Please retype the listing below exactly, from its opening line through the line where "2. **User global" appears.

(Beginning of ENTRIES SUPPLIED)

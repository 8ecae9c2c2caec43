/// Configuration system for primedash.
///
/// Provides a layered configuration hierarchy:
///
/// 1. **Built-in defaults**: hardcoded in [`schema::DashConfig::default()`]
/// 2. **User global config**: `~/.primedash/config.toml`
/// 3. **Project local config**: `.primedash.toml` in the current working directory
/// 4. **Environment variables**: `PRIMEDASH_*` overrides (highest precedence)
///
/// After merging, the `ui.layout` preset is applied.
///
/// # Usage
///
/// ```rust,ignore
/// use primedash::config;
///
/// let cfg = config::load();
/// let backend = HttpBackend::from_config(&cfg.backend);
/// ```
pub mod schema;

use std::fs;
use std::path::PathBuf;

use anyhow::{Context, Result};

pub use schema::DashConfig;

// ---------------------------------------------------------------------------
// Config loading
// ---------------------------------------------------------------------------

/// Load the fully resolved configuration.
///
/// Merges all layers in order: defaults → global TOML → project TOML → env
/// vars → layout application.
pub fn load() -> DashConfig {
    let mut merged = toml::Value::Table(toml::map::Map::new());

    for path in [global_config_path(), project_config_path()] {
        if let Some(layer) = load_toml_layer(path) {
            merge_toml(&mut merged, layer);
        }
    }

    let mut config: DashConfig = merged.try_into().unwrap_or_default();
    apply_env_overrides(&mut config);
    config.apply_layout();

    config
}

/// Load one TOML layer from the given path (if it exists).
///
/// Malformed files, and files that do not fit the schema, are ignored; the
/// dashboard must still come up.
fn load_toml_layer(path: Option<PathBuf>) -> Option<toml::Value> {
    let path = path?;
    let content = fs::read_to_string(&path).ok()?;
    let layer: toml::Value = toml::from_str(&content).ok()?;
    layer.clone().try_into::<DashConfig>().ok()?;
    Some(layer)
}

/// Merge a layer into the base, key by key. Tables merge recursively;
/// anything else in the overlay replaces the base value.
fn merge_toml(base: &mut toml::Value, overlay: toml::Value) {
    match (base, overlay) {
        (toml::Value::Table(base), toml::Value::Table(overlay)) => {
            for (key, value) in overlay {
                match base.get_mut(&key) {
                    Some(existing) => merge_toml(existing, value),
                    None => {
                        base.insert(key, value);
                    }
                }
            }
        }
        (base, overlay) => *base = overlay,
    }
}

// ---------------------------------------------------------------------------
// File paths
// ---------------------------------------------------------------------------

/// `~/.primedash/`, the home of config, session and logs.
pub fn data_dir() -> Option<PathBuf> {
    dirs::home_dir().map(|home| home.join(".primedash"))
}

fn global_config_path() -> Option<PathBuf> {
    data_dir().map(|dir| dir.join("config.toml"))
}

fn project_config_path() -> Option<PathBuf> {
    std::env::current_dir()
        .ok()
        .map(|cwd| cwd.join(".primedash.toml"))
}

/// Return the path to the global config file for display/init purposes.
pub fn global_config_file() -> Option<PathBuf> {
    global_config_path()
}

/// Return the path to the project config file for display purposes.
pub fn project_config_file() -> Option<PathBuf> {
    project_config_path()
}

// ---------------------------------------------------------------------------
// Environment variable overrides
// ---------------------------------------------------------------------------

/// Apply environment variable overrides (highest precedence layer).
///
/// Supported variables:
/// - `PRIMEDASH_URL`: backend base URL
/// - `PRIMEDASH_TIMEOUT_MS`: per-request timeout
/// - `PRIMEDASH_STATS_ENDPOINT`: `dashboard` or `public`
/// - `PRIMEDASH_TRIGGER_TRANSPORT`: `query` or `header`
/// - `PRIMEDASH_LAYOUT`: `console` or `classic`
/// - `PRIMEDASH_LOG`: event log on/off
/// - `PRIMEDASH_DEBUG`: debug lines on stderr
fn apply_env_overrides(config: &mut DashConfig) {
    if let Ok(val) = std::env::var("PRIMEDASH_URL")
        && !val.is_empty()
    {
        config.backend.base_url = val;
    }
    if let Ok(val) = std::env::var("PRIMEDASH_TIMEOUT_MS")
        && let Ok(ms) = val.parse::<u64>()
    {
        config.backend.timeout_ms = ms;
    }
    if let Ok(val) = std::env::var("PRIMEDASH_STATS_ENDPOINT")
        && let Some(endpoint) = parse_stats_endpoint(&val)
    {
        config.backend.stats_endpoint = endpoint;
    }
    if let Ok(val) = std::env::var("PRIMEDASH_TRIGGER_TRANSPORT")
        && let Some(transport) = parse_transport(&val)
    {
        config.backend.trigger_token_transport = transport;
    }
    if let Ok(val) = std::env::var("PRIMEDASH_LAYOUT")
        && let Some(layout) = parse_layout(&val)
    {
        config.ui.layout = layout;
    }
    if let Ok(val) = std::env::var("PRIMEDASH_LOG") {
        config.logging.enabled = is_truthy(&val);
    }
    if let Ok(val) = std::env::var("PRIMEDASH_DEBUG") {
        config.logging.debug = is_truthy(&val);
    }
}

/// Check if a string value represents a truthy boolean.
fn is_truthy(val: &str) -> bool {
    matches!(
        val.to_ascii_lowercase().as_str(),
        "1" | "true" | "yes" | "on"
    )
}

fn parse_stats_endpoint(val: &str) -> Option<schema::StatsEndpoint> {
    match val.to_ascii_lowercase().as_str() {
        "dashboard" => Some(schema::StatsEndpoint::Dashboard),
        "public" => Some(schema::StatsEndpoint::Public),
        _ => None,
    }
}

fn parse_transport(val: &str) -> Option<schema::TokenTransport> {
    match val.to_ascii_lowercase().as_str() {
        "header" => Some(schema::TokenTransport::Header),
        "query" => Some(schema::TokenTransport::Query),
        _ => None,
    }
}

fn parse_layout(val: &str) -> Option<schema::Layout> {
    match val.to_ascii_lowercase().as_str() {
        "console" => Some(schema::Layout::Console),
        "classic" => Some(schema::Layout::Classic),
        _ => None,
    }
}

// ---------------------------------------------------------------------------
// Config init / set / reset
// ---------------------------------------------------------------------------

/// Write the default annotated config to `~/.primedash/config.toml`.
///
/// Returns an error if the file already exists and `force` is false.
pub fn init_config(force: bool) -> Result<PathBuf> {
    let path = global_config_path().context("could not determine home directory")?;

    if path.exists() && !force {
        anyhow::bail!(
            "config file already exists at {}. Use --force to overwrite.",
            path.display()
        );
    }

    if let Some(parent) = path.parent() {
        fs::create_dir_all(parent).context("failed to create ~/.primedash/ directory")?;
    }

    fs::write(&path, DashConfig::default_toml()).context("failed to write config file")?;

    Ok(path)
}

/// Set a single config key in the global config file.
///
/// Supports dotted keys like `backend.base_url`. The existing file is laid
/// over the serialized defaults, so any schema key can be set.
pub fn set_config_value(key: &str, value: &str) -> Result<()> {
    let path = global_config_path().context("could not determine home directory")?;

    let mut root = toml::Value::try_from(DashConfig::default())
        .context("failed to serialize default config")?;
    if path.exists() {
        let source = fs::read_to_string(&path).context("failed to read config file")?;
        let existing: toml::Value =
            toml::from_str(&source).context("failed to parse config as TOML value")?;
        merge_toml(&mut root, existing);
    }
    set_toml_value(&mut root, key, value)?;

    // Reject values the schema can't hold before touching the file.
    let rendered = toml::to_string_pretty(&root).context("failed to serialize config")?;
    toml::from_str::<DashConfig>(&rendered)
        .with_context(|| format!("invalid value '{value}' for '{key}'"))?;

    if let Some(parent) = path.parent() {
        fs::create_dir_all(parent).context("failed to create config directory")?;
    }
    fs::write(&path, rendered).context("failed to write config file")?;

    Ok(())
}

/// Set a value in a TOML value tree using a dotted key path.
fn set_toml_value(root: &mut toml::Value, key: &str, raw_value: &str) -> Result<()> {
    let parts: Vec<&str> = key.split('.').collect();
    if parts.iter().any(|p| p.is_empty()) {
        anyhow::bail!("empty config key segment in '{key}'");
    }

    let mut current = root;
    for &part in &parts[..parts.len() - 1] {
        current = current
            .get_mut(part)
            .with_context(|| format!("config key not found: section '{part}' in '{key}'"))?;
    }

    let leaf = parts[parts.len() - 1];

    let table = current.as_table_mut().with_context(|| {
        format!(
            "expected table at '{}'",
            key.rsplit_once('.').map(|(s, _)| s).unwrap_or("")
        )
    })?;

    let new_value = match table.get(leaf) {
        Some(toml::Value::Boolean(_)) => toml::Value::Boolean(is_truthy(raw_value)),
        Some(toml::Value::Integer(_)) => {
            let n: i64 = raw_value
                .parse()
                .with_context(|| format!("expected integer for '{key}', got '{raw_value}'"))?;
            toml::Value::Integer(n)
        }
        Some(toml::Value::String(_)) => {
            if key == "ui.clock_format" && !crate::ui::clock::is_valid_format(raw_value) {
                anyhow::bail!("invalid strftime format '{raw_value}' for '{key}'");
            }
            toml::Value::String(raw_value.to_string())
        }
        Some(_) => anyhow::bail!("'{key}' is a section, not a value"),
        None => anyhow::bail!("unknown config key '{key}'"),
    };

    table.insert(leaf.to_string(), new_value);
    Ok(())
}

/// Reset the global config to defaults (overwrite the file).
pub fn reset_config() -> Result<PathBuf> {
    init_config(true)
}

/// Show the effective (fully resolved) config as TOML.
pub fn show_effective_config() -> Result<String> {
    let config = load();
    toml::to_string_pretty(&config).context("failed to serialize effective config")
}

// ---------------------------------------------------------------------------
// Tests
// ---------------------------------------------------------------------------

(End of ENTRIES SUPPLIED)

*REPLY TO THE EXERCISE*:
repository 8ecae9c2c2caec43
/// Configuration system for primedash.
///
/// Provides a layered configuration hierarchy:
///
/// 1. **Built-in defaults**: hardcoded in [`schema::DashConfig::default()`]
/// 2. **User global config**: `~/.primedash/config.toml`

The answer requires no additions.